Every year, hundreds of thousands of women aged between 40 and 74 are invited to undergo mammography to detect abnormal changes and tumours in the breast as early as possible. The screening examination is repeated every 1.5 to 2 years.
Despite the extensive screening programme, a large proportion of all breast cancer cases are detected by the patient herself. This could be due to several reasons, but one is that not all women take part in the screening programme. Previous research studies show that the pain of having the breast compressed by the compression plate to obtain a better image is one important reason why some women decline to undergo screening.
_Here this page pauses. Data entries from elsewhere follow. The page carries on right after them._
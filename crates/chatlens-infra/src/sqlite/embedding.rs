//! SQLite embedding repository implementation.
//!
//! Implements `EmbeddingRepository` from `chatlens-core`. Vectors and usage
//! metadata are stored as JSON text; rows come back in insertion order.

use chatlens_core::analysis::EmbeddingRepository;
use chatlens_types::embedding::{EmbeddingUsage, StoredEmbedding};
use chatlens_types::error::RepositoryError;
use chrono::{DateTime, Utc};
use sqlx::Row;
use uuid::Uuid;

use super::pool::DatabasePool;

/// SQLite-backed implementation of `EmbeddingRepository`.
#[derive(Clone)]
pub struct SqliteEmbeddingRepository {
    pool: DatabasePool,
}

impl SqliteEmbeddingRepository {
    pub fn new(pool: DatabasePool) -> Self {
        Self { pool }
    }
}

/// Internal row type for mapping SQLite rows to `StoredEmbedding`.
struct EmbeddingRow {
    id: String,
    chat_id: String,
    embedding: String,
    usage: String,
    model: String,
    content: String,
    created_at: String,
}

impl EmbeddingRow {
    fn from_row(row: &sqlx::sqlite::SqliteRow) -> Result<Self, sqlx::Error> {
        Ok(Self {
            id: row.try_get("id")?,
            chat_id: row.try_get("chat_id")?,
            embedding: row.try_get("embedding")?,
            usage: row.try_get("usage")?,
            model: row.try_get("model")?,
            content: row.try_get("content")?,
            created_at: row.try_get("created_at")?,
        })
    }

    fn into_stored(self) -> Result<StoredEmbedding, RepositoryError> {
        let id = Uuid::parse_str(&self.id)
            .map_err(|e| RepositoryError::Query(format!("invalid embedding id: {e}")))?;
        let embedding: Vec<f32> = serde_json::from_str(&self.embedding)
            .map_err(|e| RepositoryError::Query(format!("invalid embedding vector: {e}")))?;
        let usage: EmbeddingUsage = serde_json::from_str(&self.usage)
            .map_err(|e| RepositoryError::Query(format!("invalid usage: {e}")))?;
        let created_at = DateTime::parse_from_rfc3339(&self.created_at)
            .map(|dt| dt.with_timezone(&Utc))
            .map_err(|e| RepositoryError::Query(format!("invalid datetime: {e}")))?;

        Ok(StoredEmbedding {
            id,
            chat_id: self.chat_id,
            embedding,
            usage,
            model: self.model,
            content: self.content,
            created_at,
        })
    }
}

impl EmbeddingRepository for SqliteEmbeddingRepository {
    async fn append(&self, row: &StoredEmbedding) -> Result<(), RepositoryError> {
        let embedding = serde_json::to_string(&row.embedding)
            .map_err(|e| RepositoryError::Query(format!("failed to encode vector: {e}")))?;
        let usage = serde_json::to_string(&row.usage)
            .map_err(|e| RepositoryError::Query(format!("failed to encode usage: {e}")))?;

        sqlx::query(
            r#"INSERT INTO chat_embeddings (id, chat_id, embedding, usage, model, content, created_at)
               VALUES (?, ?, ?, ?, ?, ?, ?)"#,
        )
        .bind(row.id.to_string())
        .bind(&row.chat_id)
        .bind(embedding)
        .bind(usage)
        .bind(&row.model)
        .bind(&row.content)
        .bind(row.created_at.to_rfc3339())
        .execute(&self.pool.writer)
        .await
        .map_err(|e| RepositoryError::Query(e.to_string()))?;

        Ok(())
    }

    async fn list_for_chat(&self, chat_id: &str) -> Result<Vec<StoredEmbedding>, RepositoryError> {
        let rows = sqlx::query(
            r#"SELECT id, chat_id, embedding, usage, model, content, created_at
               FROM chat_embeddings
               WHERE chat_id = ?
               ORDER BY created_at ASC, rowid ASC"#,
        )
        .bind(chat_id)
        .fetch_all(&self.pool.reader)
        .await
        .map_err(|e| RepositoryError::Query(e.to_string()))?;

        rows.iter()
            .map(|r| {
                EmbeddingRow::from_row(r)
                    .map_err(|e| RepositoryError::Query(e.to_string()))?
                    .into_stored()
            })
            .collect()
    }
}
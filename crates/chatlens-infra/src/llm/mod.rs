//! Completion provider implementations.

pub mod openai_compat;

pub use openai_compat::OpenAiCompatibleProvider;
Magnus Dustler, MSc in Engineering and a doctoral student at Department of Translational Medicine, Lund University, shows in his research how it is far from certain that strong compression of the breast results in an image which improves the doctors’ possibilities for diagnosis. In his thesis, he conducted precise measurements of how pressure is distributed on the breast during mammographic screening:
“Reducing compression by half has little effect on how the pressure is distributed over the central areas of the breast. And they are the ones which are most important for cancer diagnosis.”
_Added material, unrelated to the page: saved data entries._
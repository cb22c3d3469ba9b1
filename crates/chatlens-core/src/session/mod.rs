//! Session lifecycle controller and notification fan-out.
//!
//! The [`SessionController`] owns the single [`SessionState`] of a linked
//! messaging account and is the only place it changes. Every transition is
//! published on the [`SessionBus`] so push subscribers see it immediately.
//!
//! [`SessionState`]: chatlens_types::session::SessionState

pub mod bus;
pub mod controller;
pub mod render;

pub use bus::{SessionBus, Subscription};
pub use controller::SessionController;
pub use render::PairingRenderer;
//! Application state wiring all services together.
//!
//! The session controller and analysis pipeline are generic over their
//! collaborator ports; AppState pins them to the concrete infra
//! implementations.

use std::path::PathBuf;
use std::sync::Arc;

use secrecy::{ExposeSecret, SecretString};
use tokio::sync::mpsc;
use tokio_util::sync::CancellationToken;

use chatlens_core::analysis::AnalysisPipeline;
use chatlens_core::session::{SessionBus, SessionController};
use chatlens_infra::bridge::BridgeChatClient;
use chatlens_infra::config::{
    API_KEY_ENV, BRIDGE_TOKEN_ENV, analysis_config, database_url, load_config, request_timeout,
    secret_from_env,
};
use chatlens_infra::embedding::OpenAiEmbedder;
use chatlens_infra::llm::OpenAiCompatibleProvider;
use chatlens_infra::llm::openai_compat::config::compatible;
use chatlens_infra::pairing::QrSvgRenderer;
use chatlens_infra::sqlite::embedding::SqliteEmbeddingRepository;
use chatlens_infra::sqlite::pool::DatabasePool;
use chatlens_types::config::ChatlensConfig;

/// Lifecycle events buffered between the bridge listener and the controller.
const LIFECYCLE_CHANNEL_CAPACITY: usize = 32;

pub type ConcreteSession = SessionController<BridgeChatClient>;

pub type ConcretePipeline = AnalysisPipeline<
    BridgeChatClient,
    OpenAiEmbedder,
    OpenAiCompatibleProvider,
    SqliteEmbeddingRepository,
>;

/// Shared application state used by both the CLI and the HTTP handlers.
#[derive(Clone)]
pub struct AppState {
    pub session: Arc<ConcreteSession>,
    pub pipeline: Arc<ConcretePipeline>,
    pub config: Arc<ChatlensConfig>,
    pub data_dir: PathBuf,
}

impl AppState {
    /// Load `config.toml` and secrets from the environment, then wire services.
    pub async fn init(data_dir: PathBuf) -> anyhow::Result<Self> {
        tokio::fs::create_dir_all(&data_dir).await?;
        let config = load_config(&data_dir).await;

        let api_key = secret_from_env(API_KEY_ENV).unwrap_or_else(|| {
            tracing::warn!("{API_KEY_ENV} is not set; embedding and analysis requests will fail");
            SecretString::from("")
        });
        let bridge_token = secret_from_env(BRIDGE_TOKEN_ENV);

        Self::build(config, data_dir, &api_key, bridge_token).await
    }

    /// Wire services from an already loaded configuration.
    ///
    /// Nothing is started: no listener, no client initialization.
    pub async fn build(
        config: ChatlensConfig,
        data_dir: PathBuf,
        api_key: &SecretString,
        bridge_token: Option<SecretString>,
    ) -> anyhow::Result<Self> {
        let db_pool = DatabasePool::new(&database_url(&config, &data_dir)).await?;
        let timeout = request_timeout(&config);

        let client = BridgeChatClient::new(&config.bridge.base_url, bridge_token, timeout)?;
        let session = Arc::new(SessionController::new(
            client,
            Box::new(QrSvgRenderer::default()),
            SessionBus::default(),
        ));

        let mut http = reqwest::Client::builder();
        if let Some(timeout) = timeout {
            http = http.timeout(timeout);
        }
        let embedder = OpenAiEmbedder::new(
            http.build()?,
            SecretString::from(api_key.expose_secret()),
            config.embedding.base_url.clone(),
            config.embedding.model.clone(),
        );
        let provider = OpenAiCompatibleProvider::new(compatible(
            &config.completion.base_url,
            api_key.expose_secret(),
            &config.completion.model,
        ));

        let pipeline = AnalysisPipeline::new(
            Arc::clone(&session),
            embedder,
            provider,
            SqliteEmbeddingRepository::new(db_pool),
            analysis_config(&config),
        );

        Ok(Self {
            session,
            pipeline: Arc::new(pipeline),
            config: Arc::new(config),
            data_dir,
        })
    }

    /// Connect the bridge event stream to the controller and initialize the
    /// messaging client.
    ///
    /// A failed initialization is logged, not fatal: the bridge may come up
    /// later and the listener keeps reconnecting until `cancel` fires.
    pub async fn start_session(&self, cancel: CancellationToken) -> anyhow::Result<()> {
        let (tx, rx) = mpsc::channel(LIFECYCLE_CHANNEL_CAPACITY);

        let session = Arc::clone(&self.session);
        tokio::spawn(async move { session.drive(rx).await });

        self.session.client().spawn_listener(tx, cancel)?;

        if let Err(e) = self.session.start().await {
            tracing::warn!(error = %e, "messaging client did not initialize, waiting for bridge");
        }
        Ok(())
    }
}
//! Shared mocks for the core test modules.

use std::sync::Mutex;
use std::sync::atomic::{AtomicBool, AtomicUsize, Ordering};

use chatlens_types::chat::{ChatMessage, ChatSummary};
use chatlens_types::error::{ClientError, RenderError};
use tokio::sync::Notify;

use crate::messaging::ChatClient;
use crate::session::PairingRenderer;

/// Messaging client double that counts calls and can be told to fail.
#[derive(Default)]
pub struct MockChatClient {
    pub initialize_calls: AtomicUsize,
    pub logout_calls: AtomicUsize,
    pub fetch_calls: AtomicUsize,
    pub fail_logout: AtomicBool,
    pub fail_initialize: AtomicBool,
    pub fail_fetch: AtomicBool,
    /// When set, `logout` blocks until the gate is notified.
    pub logout_gate: Option<Notify>,
    pub messages: Mutex<Vec<ChatMessage>>,
    pub chats: Mutex<Vec<ChatSummary>>,
}

impl MockChatClient {
    pub fn with_messages(bodies: &[&str]) -> Self {
        let messages = bodies
            .iter()
            .enumerate()
            .map(|(i, body)| ChatMessage {
                from: format!("{i}@c.us"),
                body: (*body).to_string(),
                timestamp: 1_700_000_000 + i as i64,
            })
            .collect();
        Self {
            messages: Mutex::new(messages),
            ..Default::default()
        }
    }

    pub fn gated() -> Self {
        Self {
            logout_gate: Some(Notify::new()),
            ..Default::default()
        }
    }
}

impl ChatClient for MockChatClient {
    async fn initialize(&self) -> Result<(), ClientError> {
        self.initialize_calls.fetch_add(1, Ordering::SeqCst);
        if self.fail_initialize.load(Ordering::SeqCst) {
            return Err(ClientError::Request("browser crashed".to_string()));
        }
        Ok(())
    }

    async fn logout(&self) -> Result<(), ClientError> {
        self.logout_calls.fetch_add(1, Ordering::SeqCst);
        if let Some(gate) = &self.logout_gate {
            gate.notified().await;
        }
        if self.fail_logout.load(Ordering::SeqCst) {
            return Err(ClientError::Request("logout rejected".to_string()));
        }
        Ok(())
    }

    async fn list_chats(&self) -> Result<Vec<ChatSummary>, ClientError> {
        Ok(self.chats.lock().unwrap().clone())
    }

    async fn fetch_messages(
        &self,
        _chat_id: &str,
        limit: usize,
    ) -> Result<Vec<ChatMessage>, ClientError> {
        self.fetch_calls.fetch_add(1, Ordering::SeqCst);
        if self.fail_fetch.load(Ordering::SeqCst) {
            return Err(ClientError::Request("chat not found".to_string()));
        }
        let messages = self.messages.lock().unwrap();
        let skip = messages.len().saturating_sub(limit);
        Ok(messages[skip..].to_vec())
    }
}

/// Renderer double: prefixes the raw code, fails on `"unrenderable"`.
pub struct StubRenderer;

impl PairingRenderer for StubRenderer {
    fn render(&self, raw: &str) -> Result<String, RenderError> {
        if raw == "unrenderable" {
            return Err(RenderError::Encode("too long".to_string()));
        }
        Ok(format!("img:{raw}"))
    }
}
In his research, he also shows that flexible compression plates, which adapt to the inclination of the breast, distribute the pressure in an advantageous way. The pressure on the usually stiff tissue close to the chest wall is reduced, while the pressure on the central areas of the breast increases.
“Flexible plates therefore enable better image quality without increased compression force. One can also choose to be satisfied with existing image quality and in that case reduce the compression force and the pain”, explains Magnus Dustler.
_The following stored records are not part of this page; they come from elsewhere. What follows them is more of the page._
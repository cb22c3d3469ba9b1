//! Configuration for OpenAI-compatible completion providers.

use secrecy::SecretString;

/// Default OpenAI base URL.
pub const OPENAI_BASE_URL: &str = "https://api.openai.com/v1";

/// Configuration for an OpenAI-compatible completion provider.
///
/// Used to construct an [`super::OpenAiCompatibleProvider`].
pub struct OpenAiCompatConfig {
    /// Human-readable provider name (e.g., "openai").
    pub provider_name: String,
    /// Base URL for the API (e.g., "https://api.openai.com/v1").
    pub base_url: String,
    pub api_key: SecretString,
    /// Model used when a request leaves `model` empty.
    pub model: String,
}

/// Configuration for any OpenAI-compatible endpoint (proxies, self-hosted gateways).
pub fn compatible(base_url: &str, api_key: &str, model: &str) -> OpenAiCompatConfig {
    OpenAiCompatConfig {
        provider_name: if base_url.trim_end_matches('/') == OPENAI_BASE_URL {
            "openai".into()
        } else {
            "openai_compatible".into()
        },
        base_url: base_url.trim_end_matches('/').into(),
        api_key: SecretString::from(api_key),
        model: model.into(),
    }
}
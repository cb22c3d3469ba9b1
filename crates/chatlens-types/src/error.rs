use thiserror::Error;

use crate::llm::LlmError;

/// Errors from the session lifecycle controller.
#[derive(Debug, Error)]
pub enum SessionError {
    /// The operation is not valid in the current lifecycle phase.
    #[error("invalid session state: {0}")]
    InvalidState(String),

    /// The messaging client failed.
    #[error("messaging client error: {0}")]
    Upstream(String),

    #[error("failed to render pairing code: {0}")]
    Render(#[from] RenderError),
}

/// Errors from the conversation analysis pipeline.
#[derive(Debug, Error)]
pub enum AnalysisError {
    /// The operation requires a linked session.
    #[error("not authenticated")]
    Unauthenticated,

    #[error("not found: {0}")]
    NotFound(String),

    /// A collaborator, provider, or datastore call failed.
    #[error("{0}")]
    Upstream(String),
}

impl From<ClientError> for AnalysisError {
    fn from(e: ClientError) -> Self {
        AnalysisError::Upstream(e.to_string())
    }
}

impl From<LlmError> for AnalysisError {
    fn from(e: LlmError) -> Self {
        AnalysisError::Upstream(e.to_string())
    }
}

impl From<RepositoryError> for AnalysisError {
    fn from(e: RepositoryError) -> Self {
        AnalysisError::Upstream(e.to_string())
    }
}

/// Errors from the messaging client collaborator.
#[derive(Debug, Error)]
pub enum ClientError {
    #[error("messaging client not ready")]
    NotReady,

    #[error("request failed: {0}")]
    Request(String),

    #[error("protocol error: {0}")]
    Protocol(String),
}

/// Errors from repository operations.
#[derive(Debug, Error)]
pub enum RepositoryError {
    #[error("query error: {0}")]
    Query(String),
}

/// Errors turning a raw pairing code into an image.
#[derive(Debug, Error)]
pub enum RenderError {
    #[error("pairing code could not be encoded: {0}")]
    Encode(String),
}
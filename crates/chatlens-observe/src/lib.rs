//! Observability setup for chatlens: structured logging through `tracing`
//! with optional OpenTelemetry span export.

pub mod tracing_setup;

pub use tracing_setup::{TracingOptions, init_tracing, shutdown_tracing};
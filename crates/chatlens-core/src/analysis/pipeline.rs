//! Conversation analysis pipeline.
//!
//! `embed` pulls a chat's recent messages from the linked session, embeds
//! their concatenated text with one service call, and appends the vector to
//! the repository. `analyze` reads back every stored row for the chat and
//! asks the completion service for a structured summary, returning its text
//! verbatim.
//!
//! No call is retried. Each outbound call may be bounded by `call_timeout`;
//! dropping the returned future abandons whatever call is in flight.

use std::future::Future;
use std::sync::Arc;
use std::time::Duration;

use chatlens_types::chat::{ChatMessage, ChatSummary};
use chatlens_types::embedding::{AnalysisResult, StoredEmbedding};
use chatlens_types::error::AnalysisError;
use tracing::{debug, error, info, warn};
use uuid::Uuid;

use super::embedder::Embedder;
use super::prompt::{AnalysisPrompt, build_analysis_request, concatenate_bodies};
use super::store::EmbeddingRepository;
use crate::llm::LlmProvider;
use crate::messaging::ChatClient;
use crate::session::SessionController;

/// Tuning for [`AnalysisPipeline`].
#[derive(Debug, Clone)]
pub struct AnalysisConfig {
    /// Messages fetched per embed request.
    pub message_window: usize,
    /// Messages returned by [`AnalysisPipeline::recent_messages`].
    pub preview_window: usize,
    /// Fail `embed` when the row cannot be stored.
    pub strict_persistence: bool,
    /// Upper bound for each outbound call.
    pub call_timeout: Option<Duration>,
    /// Completion token cap for `analyze`.
    pub max_tokens: u32,
}

impl Default for AnalysisConfig {
    fn default() -> Self {
        Self {
            message_window: 100,
            preview_window: 10,
            strict_persistence: true,
            call_timeout: None,
            max_tokens: 2_048,
        }
    }
}

/// Outcome of a successful `embed`.
#[derive(Debug, Clone, PartialEq, Eq)]
pub struct EmbedReceipt {
    pub chat_id: String,
    /// Id of the stored row; `None` when a lenient store failed.
    pub row_id: Option<Uuid>,
    pub dimensions: usize,
}

/// Embeds and analyzes conversations of the linked session.
pub struct AnalysisPipeline<C, E, P, R>
where
    C: ChatClient,
    E: Embedder,
    P: LlmProvider,
    R: EmbeddingRepository,
{
    session: Arc<SessionController<C>>,
    embedder: E,
    provider: P,
    repo: R,
    prompt: AnalysisPrompt,
    config: AnalysisConfig,
}

impl<C, E, P, R> AnalysisPipeline<C, E, P, R>
where
    C: ChatClient,
    E: Embedder,
    P: LlmProvider,
    R: EmbeddingRepository,
{
    pub fn new(
        session: Arc<SessionController<C>>,
        embedder: E,
        provider: P,
        repo: R,
        config: AnalysisConfig,
    ) -> Self {
        Self {
            session,
            embedder,
            provider,
            repo,
            prompt: AnalysisPrompt::default(),
            config,
        }
    }

    #[cfg(test)]
    fn session(&self) -> &Arc<SessionController<C>> {
        &self.session
    }

    #[cfg(test)]
    fn repo(&self) -> &R {
        &self.repo
    }

    fn require_session(&self) -> Result<(), AnalysisError> {
        if self.session.is_authenticated() {
            Ok(())
        } else {
            Err(AnalysisError::Unauthenticated)
        }
    }

    async fn bounded<T, CallErr>(
        &self,
        what: &str,
        call: impl Future<Output = Result<T, CallErr>>,
    ) -> Result<T, AnalysisError>
    where
        AnalysisError: From<CallErr>,
    {
        match self.config.call_timeout {
            Some(limit) => match tokio::time::timeout(limit, call).await {
                Ok(result) => result.map_err(AnalysisError::from),
                Err(_) => Err(AnalysisError::Upstream(format!(
                    "{what} timed out after {}ms",
                    limit.as_millis()
                ))),
            },
            None => call.await.map_err(AnalysisError::from),
        }
    }

    /// Chats visible to the linked account.
    pub async fn list_conversations(&self) -> Result<Vec<ChatSummary>, AnalysisError> {
        self.require_session()?;
        self.bounded("chat listing", self.session.client().list_chats())
            .await
            .inspect_err(|e| error!(error = %e, "failed to list conversations"))
    }

    /// The last `preview_window` messages of a chat.
    pub async fn recent_messages(&self, chat_id: &str) -> Result<Vec<ChatMessage>, AnalysisError> {
        self.require_session()?;
        self.bounded(
            "message fetch",
            self.session
                .client()
                .fetch_messages(chat_id, self.config.preview_window),
        )
        .await
        .inspect_err(|e| error!(chat_id, error = %e, "failed to fetch messages"))
    }

    /// Embed the chat's recent-message window and store the vector.
    pub async fn embed(&self, chat_id: &str) -> Result<EmbedReceipt, AnalysisError> {
        self.require_session()?;
        self.embed_window(chat_id)
            .await
            .inspect_err(|e| error!(chat_id, error = %e, "embedding generation failed"))
    }

    async fn embed_window(&self, chat_id: &str) -> Result<EmbedReceipt, AnalysisError> {
        let messages = self
            .bounded(
                "message fetch",
                self.session
                    .client()
                    .fetch_messages(chat_id, self.config.message_window),
            )
            .await?;
        let text = concatenate_bodies(&messages);
        debug!(
            chat_id,
            messages = messages.len(),
            chars = text.len(),
            model = self.embedder.model_name(),
            "embedding chat window"
        );

        let output = self.bounded("embedding", self.embedder.embed(&text)).await?;
        let dimensions = output.vector.len();
        let row = StoredEmbedding::new(chat_id, text, output);

        let row_id = match self.bounded("embedding store", self.repo.append(&row)).await {
            Ok(()) => {
                info!(chat_id, row_id = %row.id, dimensions, "embedding stored");
                Some(row.id)
            }
            Err(e) if self.config.strict_persistence => return Err(e),
            Err(e) => {
                warn!(chat_id, error = %e, "embedding computed but not stored");
                None
            }
        };

        Ok(EmbedReceipt {
            chat_id: chat_id.to_string(),
            row_id,
            dimensions,
        })
    }

    /// Analyze everything stored for a chat.
    ///
    /// Works without a linked session so history stays analyzable after logout.
    pub async fn analyze(&self, chat_id: &str) -> Result<AnalysisResult, AnalysisError> {
        self.analyze_stored(chat_id).await.inspect_err(|e| match e {
            AnalysisError::NotFound(_) => debug!(chat_id, "no stored embeddings"),
            _ => error!(chat_id, error = %e, "chat analysis failed"),
        })
    }

    async fn analyze_stored(&self, chat_id: &str) -> Result<AnalysisResult, AnalysisError> {
        let rows = self
            .bounded("embedding lookup", self.repo.list_for_chat(chat_id))
            .await?;
        if rows.is_empty() {
            return Err(AnalysisError::NotFound(format!(
                "no embeddings stored for chat {chat_id}"
            )));
        }

        let request = build_analysis_request(&rows, &self.prompt, self.config.max_tokens)?;
        let response = self
            .bounded("completion", self.provider.complete(&request))
            .await?;
        info!(
            chat_id,
            rows = rows.len(),
            provider = self.provider.name(),
            output_tokens = response.usage.output_tokens,
            "chat analysis generated"
        );

        Ok(AnalysisResult {
            chat_id: chat_id.to_string(),
            analysis: response.content,
        })
    }
}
Another problem with current examinations is that many women are recalled unnecessarily. Only an estimated 10% to 20% of the women who are recalled due to suspected changes in the breast have cancer. For the others, the recall generates unnecessary anxiety and also entails major costs for public healthcare.
A possible way of reducing the number of recalls is to add pressure measurement. This means placing pressure sensors on the compression plates before taking the image. As cancer tumours are stiffer than the surrounding breast tissue and fat, it is possible to draw conclusions from the measurement data about potential tumours in the breast.
“The results indicate that it could be possible to set a threshold value: women who exceed this threshold would undergo additional investigation. However, the method is not yet ready for clinical application,” says Magnus Dustler.
So far, the collective knowledge about pressure, pain and image quality associated with mammographic screening has only interested researchers on a small scale. And to an even lesser degree, the manufacturers of the equipment used in clinics all over the world. The equipment currently used to compress the breasts is largely equivalent to that used in the infancy of mammographic technology in the 1960s, according to Magnus Dustler.
“But the interest in our findings is increasing and I hope that they will be put to use”, he says.
The studies in the doctoral thesis are based on patient data from Skåne University Hospital in Malmö (20–150 participants). Magnus Dustler and his colleagues hope to continue their research in greater depth and to expand on the studies included in the thesis.